PROBLEM TO WORK ON = Output each line of the data word for word, from the first through the line that holds "with double quotes", and leave off whatever follows.

[Source records]
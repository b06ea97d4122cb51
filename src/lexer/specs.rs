//! The lexical rule table and the literal decoders it relies on.
//!
//! Order is priority: the compiled alternation reports the first branch that
//! matches at the cursor, so the catch-all must stay last and symbols must be
//! sorted longest-first.

use crate::{
    errors::{Error, ErrorKind, Result},
    lexer::config::CustomAction,
    token::Marker,
};

/// What a matched branch does.
#[derive(Clone)]
pub(crate) enum Action {
    Skip,
    Newline,
    Identifier,
    HexNumber,
    Decimal,
    QuotedString,
    Literal,
    Reject,
    Custom(CustomAction),
}

#[derive(Clone)]
pub(crate) struct LexSpec {
    pub pattern: String,
    pub action: Action,
}

impl LexSpec {
    fn new(pattern: &str, action: Action) -> Self {
        Self {
            pattern: pattern.to_string(),
            action,
        }
    }
}

/// Built-in specs, highest priority first.
pub(crate) fn base_specs() -> Vec<LexSpec> {
    vec![
        // whitespace
        LexSpec::new(r"[ \t\r]+", Action::Skip),
        // newlines
        LexSpec::new(r"\n+", Action::Newline),
        // identifiers
        LexSpec::new(r"[a-zA-Z_][a-zA-Z0-9_]*", Action::Identifier),
        // hex literal
        LexSpec::new(r"0x[0-9a-fA-F]+", Action::HexNumber),
        // base 10 number with explicit '.'
        LexSpec::new(r"[0-9]*\.[0-9]+(?:e(?:\+|-)?[0-9]+)?", Action::Decimal),
        // base 10 number without explicit '.'
        LexSpec::new(r"[0-9]+(?:e(?:\+|-)?[0-9]+)?", Action::Decimal),
        // string literal with double quotes
        LexSpec::new(r#""(?:\\"|[^"])*""#, Action::QuotedString),
        // string literal with single quotes
        LexSpec::new(r"'(?:\\'|[^'])*'", Action::QuotedString),
    ]
}

/// Alternation over keyword and symbol literals, longest first. `None` when
/// there is nothing to match, since an empty alternation matches everywhere.
pub(crate) fn literal_spec<'a, I>(literals: I) -> Option<LexSpec>
where
    I: IntoIterator<Item = &'a str>,
{
    let mut literals: Vec<&str> = literals.into_iter().collect();
    if literals.is_empty() {
        return None;
    }
    literals.sort_by(|a, b| b.len().cmp(&a.len()).then_with(|| a.cmp(b)));
    literals.dedup();
    let pattern = literals
        .iter()
        .map(|l| regex::escape(l))
        .collect::<Vec<_>>()
        .join("|");
    Some(LexSpec {
        pattern,
        action: Action::Literal,
    })
}

pub(crate) fn catch_all_spec() -> LexSpec {
    LexSpec::new(r".\S*", Action::Reject)
}

// ============================================================================
// LITERAL DECODING
// ============================================================================

pub(crate) fn parse_hex(text: &str, marker: &Marker) -> Result<f64> {
    u64::from_str_radix(&text[2..], 16)
        .map(|n| n as f64)
        .map_err(|_| invalid_literal("hex literal", text, marker))
}

pub(crate) fn parse_decimal(text: &str, marker: &Marker) -> Result<f64> {
    text.parse::<f64>()
        .map_err(|_| invalid_literal("number", text, marker))
}

/// Decodes a quoted literal (quotes included) into its string value.
pub(crate) fn unescape(literal: &str, marker: &Marker) -> Result<String> {
    let inner = &literal[1..literal.len() - 1];
    let mut out = String::with_capacity(inner.len());
    let mut chars = inner.chars();
    while let Some(c) = chars.next() {
        if c != '\\' {
            out.push(c);
            continue;
        }
        let Some(escaped) = chars.next() else {
            return Err(invalid_literal("string escape", literal, marker));
        };
        match escaped {
            'n' => out.push('\n'),
            't' => out.push('\t'),
            'r' => out.push('\r'),
            'b' => out.push('\u{8}'),
            'f' => out.push('\u{c}'),
            'v' => out.push('\u{b}'),
            '0' => out.push('\0'),
            '\n' => {}
            'x' => {
                let digits: String = chars.by_ref().take(2).collect();
                out.push(code_point(&digits, 2, literal, marker)?);
            }
            'u' => {
                let rest = chars.as_str();
                if let Some(braced) = rest.strip_prefix('{') {
                    let close = braced
                        .find('}')
                        .ok_or_else(|| invalid_literal("string escape", literal, marker))?;
                    let digits = &braced[..close];
                    if digits.is_empty() || digits.len() > 6 {
                        return Err(invalid_literal("string escape", literal, marker));
                    }
                    out.push(code_point(digits, digits.len(), literal, marker)?);
                    chars = braced[close + 1..].chars();
                } else {
                    let digits: String = chars.by_ref().take(4).collect();
                    out.push(code_point(&digits, 4, literal, marker)?);
                }
            }
            other => out.push(other),
        }
    }
    Ok(out)
}

fn code_point(digits: &str, width: usize, literal: &str, marker: &Marker) -> Result<char> {
    if digits.len() != width || !digits.chars().all(|c| c.is_ascii_hexdigit()) {
        return Err(invalid_literal("string escape", literal, marker));
    }
    u32::from_str_radix(digits, 16)
        .ok()
        .and_then(char::from_u32)
        .ok_or_else(|| invalid_literal("string escape", literal, marker))
}

fn invalid_literal(literal_type: &str, value: &str, marker: &Marker) -> Error {
    Error::new(ErrorKind::InvalidLiteral {
        literal_type: literal_type.into(),
        value: value.into(),
    })
    .at(marker.clone())
}

#[cfg(test)]
mod tests {
    use std::sync::Arc;

    use super::*;

    fn marker() -> Marker {
        Marker::at(Arc::from("test"), 0, 0, 1)
    }

    #[test]
    fn literal_spec_orders_longest_first() {
        let spec = literal_spec(["<", "<=", "=", "<<="]).unwrap();
        assert_eq!(spec.pattern, "<<=|<=|<|=");
        assert!(literal_spec(std::iter::empty()).is_none());
    }

    #[test]
    fn literal_spec_escapes_metacharacters() {
        let spec = literal_spec(["(", "**", "."]).unwrap();
        assert_eq!(spec.pattern, r"\*\*|\(|\.");
    }

    #[test]
    fn unescape_handles_common_escapes() {
        let m = marker();
        assert_eq!(unescape(r#""\"""#, &m).unwrap(), "\"");
        assert_eq!(unescape(r#""a\tb\nc""#, &m).unwrap(), "a\tb\nc");
        assert_eq!(unescape(r"'it\'s'", &m).unwrap(), "it's");
        assert_eq!(unescape(r#""\x41B\u{1F600}""#, &m).unwrap(), "AB\u{1F600}");
        assert_eq!(unescape(r#""\q""#, &m).unwrap(), "q");
        assert_eq!(unescape("\"a\\\nb\"", &m).unwrap(), "ab");
    }

    #[test]
    fn malformed_escapes_are_rejected() {
        let m = marker();
        assert!(unescape(r#""\xZZ""#, &m).is_err());
        assert!(unescape(r#""\u12""#, &m).is_err());
        assert!(unescape(r#""\u{}""#, &m).is_err());
        assert!(unescape(r#""\u{D800}""#, &m).is_err());
    }

    #[test]
    fn numbers_decode() {
        let m = marker();
        assert_eq!(parse_hex("0xAF", &m).unwrap(), 175.0);
        assert_eq!(parse_decimal("8.88", &m).unwrap(), 8.88);
        assert_eq!(parse_decimal(".5e2", &m).unwrap(), 50.0);
        assert_eq!(parse_decimal("1e-1", &m).unwrap(), 0.1);
        assert!(parse_hex("0x10000000000000000", &m).is_err());
    }
}
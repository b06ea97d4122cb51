//! Shared grammars and helpers for the integration tests.

#![allow(dead_code)]

use lexparse::{
    Grammar, Lexer, LexerConfig, NewlineBehavior, ParseOptions, Parser, ReduceContext, Result,
    Rule, Token, TokenKind, TokenValue, Value,
};

pub fn options() -> ParseOptions {
    ParseOptions::default()
}

pub fn num(ctx: &ReduceContext<'_>, value: &Value) -> Result<f64> {
    value
        .as_number()
        .ok_or_else(|| ctx.error(format!("expected a number, found {}", value.type_name())))
}

pub fn first(_: &ReduceContext<'_>, mut values: Vec<Value>) -> Result<Value> {
    Ok(values.swap_remove(0))
}

pub fn second(_: &ReduceContext<'_>, mut values: Vec<Value>) -> Result<Value> {
    Ok(values.swap_remove(1))
}

pub fn list(_: &ReduceContext<'_>, values: Vec<Value>) -> Result<Value> {
    Ok(Value::List(values))
}

/// Infix operator: `values` is `[lhs, op, rhs]`.
pub fn infix(ctx: &ReduceContext<'_>, values: Vec<Value>) -> Result<Value> {
    let (a, b) = (num(ctx, &values[0])?, num(ctx, &values[2])?);
    apply(ctx, values[1].as_str(), a, b)
}

/// Prefix operator: `values` is `[op, lhs, rhs]`.
pub fn prefix(ctx: &ReduceContext<'_>, values: Vec<Value>) -> Result<Value> {
    let (a, b) = (num(ctx, &values[1])?, num(ctx, &values[2])?);
    apply(ctx, values[0].as_str(), a, b)
}

fn apply(ctx: &ReduceContext<'_>, op: Option<&str>, a: f64, b: f64) -> Result<Value> {
    let n = match op {
        Some("+") => a + b,
        Some("-") => a - b,
        Some("*") => a * b,
        Some("/") => a / b,
        other => return Err(ctx.error(format!("unknown operator {other:?}"))),
    };
    Ok(Value::Number(n))
}

/// Left-recursive infix arithmetic with unary signs and grouping.
pub fn arithmetic() -> Grammar<Value> {
    Grammar::new("expr").rules([
        Rule::new("expr", "#sum"),
        Rule::new("sum", "#sum + #product").reduce(infix),
        Rule::new("sum", "#sum - #product").reduce(infix),
        Rule::new("sum", "#product"),
        Rule::new("product", "#product * #unary").reduce(infix),
        Rule::new("product", "#product / #unary").reduce(infix),
        Rule::new("product", "#unary"),
        Rule::new("unary", "- #unary")
            .reduce(|ctx, v: Vec<Value>| Ok(Value::Number(-num(ctx, &v[1])?))),
        Rule::new("unary", "+ #unary")
            .reduce(|ctx, v: Vec<Value>| Ok(Value::Number(num(ctx, &v[1])?))),
        Rule::new("unary", "#atom"),
        Rule::new("atom", "NUMBER"),
        Rule::new("atom", "( #sum )").reduce(second),
    ])
}

pub fn arithmetic_parser() -> Parser<Value> {
    let lexer = Lexer::new(LexerConfig::default().newline_behavior(NewlineBehavior::Ignore))
        .expect("default lexer config is valid");
    Parser::new(arithmetic(), lexer).expect("arithmetic grammar is valid")
}

/// Prefix-notation arithmetic where `#expr` must match once entered.
pub fn prefix_parser() -> Parser<Value> {
    let grammar = Grammar::new("top").rules([
        Rule::new("top", "#expr"),
        Rule::new("expr", "#e").fail_hard(),
        Rule::new("e", "NUMBER"),
        Rule::new("e", "* #e #expr").reduce(prefix),
        Rule::new("e", "/ #e #expr").reduce(prefix),
        Rule::new("e", "+ #e #expr").reduce(prefix),
        Rule::new("e", "- #e #expr").reduce(prefix),
    ]);
    Parser::with_default_lexer(grammar).expect("prefix grammar is valid")
}

/// `(kind, value)` pairs, dropping positions.
pub fn kinds_and_values(tokens: &[Token]) -> Vec<(TokenKind, Option<TokenValue>)> {
    tokens
        .iter()
        .map(|t| (t.kind.clone(), t.value.clone()))
        .collect()
}

pub fn lex(lexer: &Lexer, source: &str) -> Vec<Token> {
    lexer.list(source, None).expect("source lexes")
}
//! Packrat matching over a materialized token list.
//!
//! Each `(position, non-terminal)` pair is computed at most once. Direct left
//! recursion is matched as a base match followed by an iterative left fold.

use tracing::trace;

use crate::{
    errors::{Error, ErrorKind, Result},
    parser::{
        memo::{Memo, MemoTable, Step},
        validate::{CompiledGrammar, CompiledRule, Slot},
        ReduceContext,
    },
    stack,
    token::Token,
    value::FromToken,
};

pub(crate) struct Matcher<'p, V> {
    grammar: &'p CompiledGrammar<V>,
    tokens: &'p [Token],
    memo: MemoTable<V>,
    furthest: usize,
}

impl<'p, V: Clone + FromToken> Matcher<'p, V> {
    pub fn new(grammar: &'p CompiledGrammar<V>, tokens: &'p [Token]) -> Self {
        Self {
            grammar,
            tokens,
            memo: MemoTable::new(tokens.len() + 1, grammar.non_terminals.len()),
            furthest: 0,
        }
    }

    /// Farthest token index at which a terminal failed to match.
    pub fn furthest(&self) -> usize {
        self.furthest
    }

    pub fn run(&mut self, start: usize) -> Result<Memo<V>> {
        self.match_non_terminal(start, 0)
    }

    fn match_symbol(&mut self, slot: &Slot, at: usize) -> Result<Memo<V>> {
        match slot {
            Slot::Terminal(kind) => match self.tokens.get(at) {
                Some(token) if token.kind == *kind => Ok(Some(Step {
                    value: V::from_token(token),
                    next: at + 1,
                })),
                _ => {
                    self.furthest = self.furthest.max(at);
                    Ok(None)
                }
            },
            Slot::NonTerminal(id) => self.match_non_terminal(*id, at),
        }
    }

    fn match_non_terminal(&mut self, id: usize, at: usize) -> Result<Memo<V>> {
        if let Some(memo) = self.memo.get(at, id) {
            trace!(
                non_terminal = %self.grammar.non_terminals[id].name,
                at,
                matched = memo.is_some(),
                "memo hit"
            );
            return Ok(memo.clone());
        }
        // Seeded as a failure so a re-entrant attempt at the same position
        // backtracks instead of recursing forever.
        self.memo.insert(at, id, None);
        let outcome = stack::ensure_sufficient_stack(|| self.expand(id, at))?;
        self.memo.insert(at, id, outcome.clone());
        Ok(outcome)
    }

    fn expand(&mut self, id: usize, at: usize) -> Result<Memo<V>> {
        let grammar = self.grammar;
        let spec = &grammar.non_terminals[id];

        let mut base = None;
        for &index in &spec.ordinary {
            let rule = &grammar.rules[index];
            if let Some((values, next)) = self.match_sequence(rule, &rule.rhs, at, false)? {
                let value = self.reduce(rule, at, next, values)?;
                base = Some(Step { value, next });
                break;
            }
        }
        let Some(mut acc) = base else {
            return Ok(None);
        };

        // Every successful extension restarts from the first left-recursive
        // rule, so earlier-declared rules win at each extension point.
        'extend: loop {
            for &index in &spec.left_recursive {
                let rule = &grammar.rules[index];
                let tail = self.match_sequence(rule, &rule.rhs[1..], acc.next, true)?;
                if let Some((tail, next)) = tail {
                    trace!(rule = %rule.notation, from = at, to = next, "left-recursive extension");
                    let mut values = Vec::with_capacity(rule.rhs.len());
                    values.push(acc.value);
                    values.extend(tail);
                    let value = self.reduce(rule, at, next, values)?;
                    acc = Step { value, next };
                    continue 'extend;
                }
            }
            break;
        }
        Ok(Some(acc))
    }

    /// Matches `symbols` in sequence from `at`. In a left-recursive
    /// continuation a miss on the first symbol just ends the fold.
    fn match_sequence(
        &mut self,
        rule: &CompiledRule<V>,
        symbols: &[Slot],
        at: usize,
        continuation: bool,
    ) -> Result<Option<(Vec<V>, usize)>> {
        let mut values = Vec::with_capacity(symbols.len());
        let mut next = at;
        for (position, slot) in symbols.iter().enumerate() {
            match self.match_symbol(slot, next)? {
                Some(step) => {
                    values.push(step.value);
                    next = step.next;
                }
                None if rule.fail_hard && (position > 0 || !continuation) => {
                    return Err(self.required_match(rule, slot, next));
                }
                None => return Ok(None),
            }
        }
        Ok(Some((values, next)))
    }

    fn reduce(
        &self,
        rule: &CompiledRule<V>,
        start: usize,
        end: usize,
        mut values: Vec<V>,
    ) -> Result<V> {
        let consumed = &self.tokens[start..end];
        let marker = match (consumed.first(), consumed.last()) {
            (Some(first), Some(last)) => first.marker.through(&last.marker),
            _ => self.token_at(start).marker.clone(),
        };
        let context = ReduceContext {
            marker,
            tokens: consumed,
            non_terminal: &self.grammar.non_terminals[rule.lhs].name,
        };
        match &rule.reducer {
            Some(reducer) => reducer(&context, values),
            None => values
                .pop()
                .ok_or_else(|| context.error("nothing to reduce")),
        }
    }

    /// When a nested non-terminal got further than `at` before failing, the
    /// help names the token it stopped on.
    fn required_match(&self, rule: &CompiledRule<V>, slot: &Slot, at: usize) -> Error {
        let token = self.token_at(at);
        let error = Error::new(ErrorKind::RequiredMatch {
            non_terminal: format!("#{}", self.grammar.non_terminals[rule.lhs].name),
            expected: self.grammar.slot_name(slot),
            found: token.descriptor(),
        })
        .at(token.marker.clone());
        if self.furthest <= at {
            return error;
        }
        let stuck = self.token_at(self.furthest);
        error.with_help(format!(
            "matching stopped at {} on line {}",
            stuck.descriptor(),
            stuck.line_number()
        ))
    }

    /// The token at `at`, or EOF when matching ran past the end.
    fn token_at(&self, at: usize) -> &'p Token {
        let tokens = self.tokens;
        &tokens[at.min(tokens.len().saturating_sub(1))]
    }
}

OUTPUT FOR THIS EXERCISE =
repository b06ea97d4122cb51
filename src/lexer/specs.rs
//! The lexical rule table and the literal decoders it relies on.
//!
//! Order is priority: the compiled alternation reports the first branch that
//! matches at the cursor, so the catch-all must stay last and symbols must be
//! sorted longest-first.

use crate::{
    errors::{Error, ErrorKind, Result},
    lexer::config::CustomAction,
    token::Marker,
};

/// What a matched branch does.
#[derive(Clone)]
pub(crate) enum Action {
    Skip,
    Newline,
    Identifier,
    HexNumber,
    Decimal,
    QuotedString,
    Literal,
    Reject,
    Custom(CustomAction),
}

#[derive(Clone)]
pub(crate) struct LexSpec {
    pub pattern: String,
    pub action: Action,
}

impl LexSpec {
    fn new(pattern: &str, action: Action) -> Self {
        Self {
            pattern: pattern.to_string(),
            action,
        }
    }
}

/// Built-in specs, highest priority first.
pub(crate) fn base_specs() -> Vec<LexSpec> {
    vec![
        // whitespace
        LexSpec::new(r"[ \t\r]+", Action::Skip),
        // newlines
        LexSpec::new(r"\n+", Action::Newline),
        // identifiers
        LexSpec::new(r"[a-zA-Z_][a-zA-Z0-9_]*", Action::Identifier),
        // hex literal
        LexSpec::new(r"0x[0-9a-fA-F]+", Action::HexNumber),
        // base 10 number with explicit '.'
        LexSpec::new(r"[0-9]*\.[0-9]+(?:e(?:\+|-)?[0-9]+)?", Action::Decimal),
        // base 10 number without explicit '.'
        LexSpec::new(r"[0-9]+(?:e(?:\+|-)?[0-9]+)?", Action::Decimal),
        // string literal with double quotes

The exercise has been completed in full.